(Stored data)
== Segment start ==

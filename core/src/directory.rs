// SPDX-FileCopyrightText: 2023 Phoenix R&D GmbH <hello@phnx.im>
//
// SPDX-License-Identifier: AGPL-3.0-or-later

//! The user directory (§4.7, ambient — supplements the distilled spec):
//! `User`, `Application`, and `Session` records backing authentication.
//! Narrowed from the teacher's `auth_service` storage provider trait down
//! to what the handshake and the §6.2 REST façade need.

use std::collections::HashMap;

use chrono::{DateTime, Utc};
use tokio::sync::RwLock;

use crate::errors::DirectoryError;
use crate::identifiers::{AppId, SessionId, UserId};

/// §3: three salts used by the client-side key derivation the server never
/// performs.
#[derive(Clone, Debug)]
pub struct KeySalts {
    pub encryption: Vec<u8>,
    pub diffie_hellman: Vec<u8>,
    pub hmac: Vec<u8>,
}

#[derive(Clone, Debug)]
pub struct User {
    pub user_id: UserId,
    pub app_id: AppId,
    pub username: String,
    pub public_key: Vec<u8>,
    pub key_salts: KeySalts,
    pub password_token: Vec<u8>,
    pub encrypted_seed_backup: Vec<u8>,
    pub email: Option<String>,
    pub profile: Option<Vec<u8>>,
    pub deleted: bool,
}

#[derive(Clone, Copy, Debug, PartialEq, Eq)]
pub enum RememberMe {
    None,
    Session,
    Local,
}

#[derive(Clone, Debug)]
pub struct Session {
    pub session_id: SessionId,
    pub user_id: UserId,
    pub created_at: DateTime<Utc>,
    pub remember_me: RememberMe,
    pub invalidated_at: Option<DateTime<Utc>>,
}

impl Session {
    pub fn is_live(&self) -> bool {
        self.invalidated_at.is_none()
    }
}

fn fold_username(app_id: AppId, username: &str) -> (AppId, String) {
    (app_id, username.to_lowercase())
}

/// In-process directory of users and sessions for one server instance.
/// Grounded in the teacher's in-memory `auth_service` storage providers;
/// real deployments would back this with the same store adapter used by
/// the transaction log, keyed by a dedicated partition per app.
#[derive(Default)]
pub struct UserDirectory {
    users_by_id: RwLock<HashMap<UserId, User>>,
    // §3 invariant: username is unique per application tenant, case-folded.
    username_index: RwLock<HashMap<(AppId, String), UserId>>,
    sessions: RwLock<HashMap<SessionId, Session>>,
}

impl UserDirectory {
    pub fn new() -> Self {
        Self::default()
    }

    pub async fn create_user(&self, user: User) -> Result<(), DirectoryError> {
        let key = fold_username(user.app_id, &user.username);
        let mut index = self.username_index.write().await;
        if index.contains_key(&key) {
            return Err(DirectoryError::UsernameTaken);
        }
        index.insert(key, user.user_id);
        drop(index);
        self.users_by_id.write().await.insert(user.user_id, user);
        Ok(())
    }

    pub async fn find_by_username(
        &self,
        app_id: AppId,
        username: &str,
    ) -> Result<User, DirectoryError> {
        let key = fold_username(app_id, username);
        let user_id = *self
            .username_index
            .read()
            .await
            .get(&key)
            .ok_or(DirectoryError::UserNotFound)?;
        self.users_by_id
            .read()
            .await
            .get(&user_id)
            .cloned()
            .filter(|u| !u.deleted)
            .ok_or(DirectoryError::UserNotFound)
    }

    pub async fn find_by_id(&self, user_id: UserId) -> Result<User, DirectoryError> {
        self.users_by_id
            .read()
            .await
            .get(&user_id)
            .cloned()
            .filter(|u| !u.deleted)
            .ok_or(DirectoryError::UserNotFound)
    }

    pub async fn update_user(
        &self,
        user_id: UserId,
        f: impl FnOnce(&mut User),
    ) -> Result<User, DirectoryError> {
        let mut users = self.users_by_id.write().await;
        let user = users.get_mut(&user_id).ok_or(DirectoryError::UserNotFound)?;
        f(user);
        Ok(user.clone())
    }

    /// Renames a user, re-checking the §3 per-app username uniqueness
    /// invariant against the new name before releasing the old one.
    pub async fn rename_user(
        &self,
        user_id: UserId,
        new_username: &str,
    ) -> Result<(), DirectoryError> {
        let mut users = self.users_by_id.write().await;
        let user = users.get_mut(&user_id).ok_or(DirectoryError::UserNotFound)?;
        let app_id = user.app_id;
        let old_username = user.username.clone();

        let mut index = self.username_index.write().await;
        let new_key = fold_username(app_id, new_username);
        if index.contains_key(&new_key) {
            return Err(DirectoryError::UsernameTaken);
        }
        index.remove(&fold_username(app_id, &old_username));
        index.insert(new_key, user_id);
        user.username = new_username.to_string();
        Ok(())
    }

    /// §4.3 `DeleteUser`: soft-delete, tearing down the ability to
    /// authenticate while the record (and any referencing logs) remains.
    pub async fn soft_delete_user(&self, user_id: UserId) -> Result<(), DirectoryError> {
        let mut users = self.users_by_id.write().await;
        let user = users.get_mut(&user_id).ok_or(DirectoryError::UserNotFound)?;
        user.deleted = true;
        Ok(())
    }

    /// §3 "one signed-in session per user may be attached to a live
    /// connection at a time": invalidate any prior sessions before handing
    /// out a new one.
    pub async fn create_session(
        &self,
        user_id: UserId,
        remember_me: RememberMe,
        now: DateTime<Utc>,
    ) -> Session {
        let mut sessions = self.sessions.write().await;
        for session in sessions.values_mut() {
            if session.user_id == user_id && session.is_live() {
                session.invalidated_at = Some(now);
            }
        }
        let session = Session {
            session_id: SessionId::random(),
            user_id,
            created_at: now,
            remember_me,
            invalidated_at: None,
        };
        sessions.insert(session.session_id, session.clone());
        session
    }

    pub async fn find_session(&self, session_id: SessionId) -> Result<Session, DirectoryError> {
        let sessions = self.sessions.read().await;
        let session = sessions
            .get(&session_id)
            .ok_or(DirectoryError::SessionNotFound)?;
        if !session.is_live() {
            return Err(DirectoryError::SessionInvalidated);
        }
        Ok(session.clone())
    }

    pub async fn invalidate_session(&self, session_id: SessionId, now: DateTime<Utc>) {
        if let Some(session) = self.sessions.write().await.get_mut(&session_id) {
            session.invalidated_at = Some(now);
        }
    }

    pub async fn invalidate_sessions_for_user(&self, user_id: UserId, now: DateTime<Utc>) {
        let mut sessions = self.sessions.write().await;
        for session in sessions.values_mut() {
            if session.user_id == user_id {
                session.invalidated_at = Some(now);
            }
        }
    }
}

#[cfg(test)]
mod tests {
    use super::*;

    fn sample_user(app_id: AppId, username: &str) -> User {
        User {
            user_id: UserId::random(),
            app_id,
            username: username.to_string(),
            public_key: vec![1, 2, 3],
            key_salts: KeySalts {
                encryption: vec![1],
                diffie_hellman: vec![2],
                hmac: vec![3],
            },
            password_token: vec![4],
            encrypted_seed_backup: vec![5],
            email: None,
            profile: None,
            deleted: false,
        }
    }

    #[tokio::test]
    async fn username_is_unique_per_app_case_folded() {
        let directory = UserDirectory::new();
        let app = AppId::random();
        directory.create_user(sample_user(app, "Alice")).await.unwrap();
        let err = directory
            .create_user(sample_user(app, "alice"))
            .await
            .unwrap_err();
        assert_eq!(err, DirectoryError::UsernameTaken);
    }

    #[tokio::test]
    async fn same_username_allowed_in_different_apps() {
        let directory = UserDirectory::new();
        directory
            .create_user(sample_user(AppId::random(), "alice"))
            .await
            .unwrap();
        directory
            .create_user(sample_user(AppId::random(), "alice"))
            .await
            .unwrap();
    }

    #[tokio::test]
    async fn new_session_invalidates_prior_live_session() {
        let directory = UserDirectory::new();
        let user_id = UserId::random();
        let now = DateTime::<Utc>::UNIX_EPOCH;
        let first = directory
            .create_session(user_id, RememberMe::Session, now)
            .await;
        let _second = directory
            .create_session(user_id, RememberMe::Session, now)
            .await;

        let err = directory.find_session(first.session_id).await.unwrap_err();
        assert_eq!(err, DirectoryError::SessionInvalidated);
    }

    #[tokio::test]
    async fn soft_deleted_user_is_not_found_by_username() {
        let directory = UserDirectory::new();
        let app = AppId::random();
        let user = sample_user(app, "alice");
        let user_id = user.user_id;
        directory.create_user(user).await.unwrap();
        directory.soft_delete_user(user_id).await.unwrap();
        let err = directory
            .find_by_username(app, "alice")
            .await
            .unwrap_err();
        assert_eq!(err, DirectoryError::UserNotFound);
    }
}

== Segment end ==

(Assignment) In the records above, find the line with "let key = fold_username(app_id, username);"; write out exactly that line and each one after it, stopping after the line with "let app_id = user.app_id;".

(Solution for this task)
        let key = fold_username(app_id, username);
        let user_id = *self
            .username_index
            .read()
            .await
            .get(&key)
            .ok_or(DirectoryError::UserNotFound)?;
        self.users_by_id
            .read()
            .await
            .get(&user_id)
            .cloned()
            .filter(|u| !u.deleted)
            .ok_or(DirectoryError::UserNotFound)
    }

    pub async fn find_by_id(&self, user_id: UserId) -> Result<User, DirectoryError> {
        self.users_by_id
            .read()
            .await
            .get(&user_id)
            .cloned()
            .filter(|u| !u.deleted)
            .ok_or(DirectoryError::UserNotFound)
    }

    pub async fn update_user(
        &self,
        user_id: UserId,
        f: impl FnOnce(&mut User),
    ) -> Result<User, DirectoryError> {
        let mut users = self.users_by_id.write().await;
        let user = users.get_mut(&user_id).ok_or(DirectoryError::UserNotFound)?;
        f(user);
        Ok(user.clone())
    }

    /// Renames a user, re-checking the §3 per-app username uniqueness
    /// invariant against the new name before releasing the old one.
    pub async fn rename_user(
        &self,
        user_id: UserId,
        new_username: &str,
    ) -> Result<(), DirectoryError> {
        let mut users = self.users_by_id.write().await;
        let user = users.get_mut(&user_id).ok_or(DirectoryError::UserNotFound)?;
        let app_id = user.app_id;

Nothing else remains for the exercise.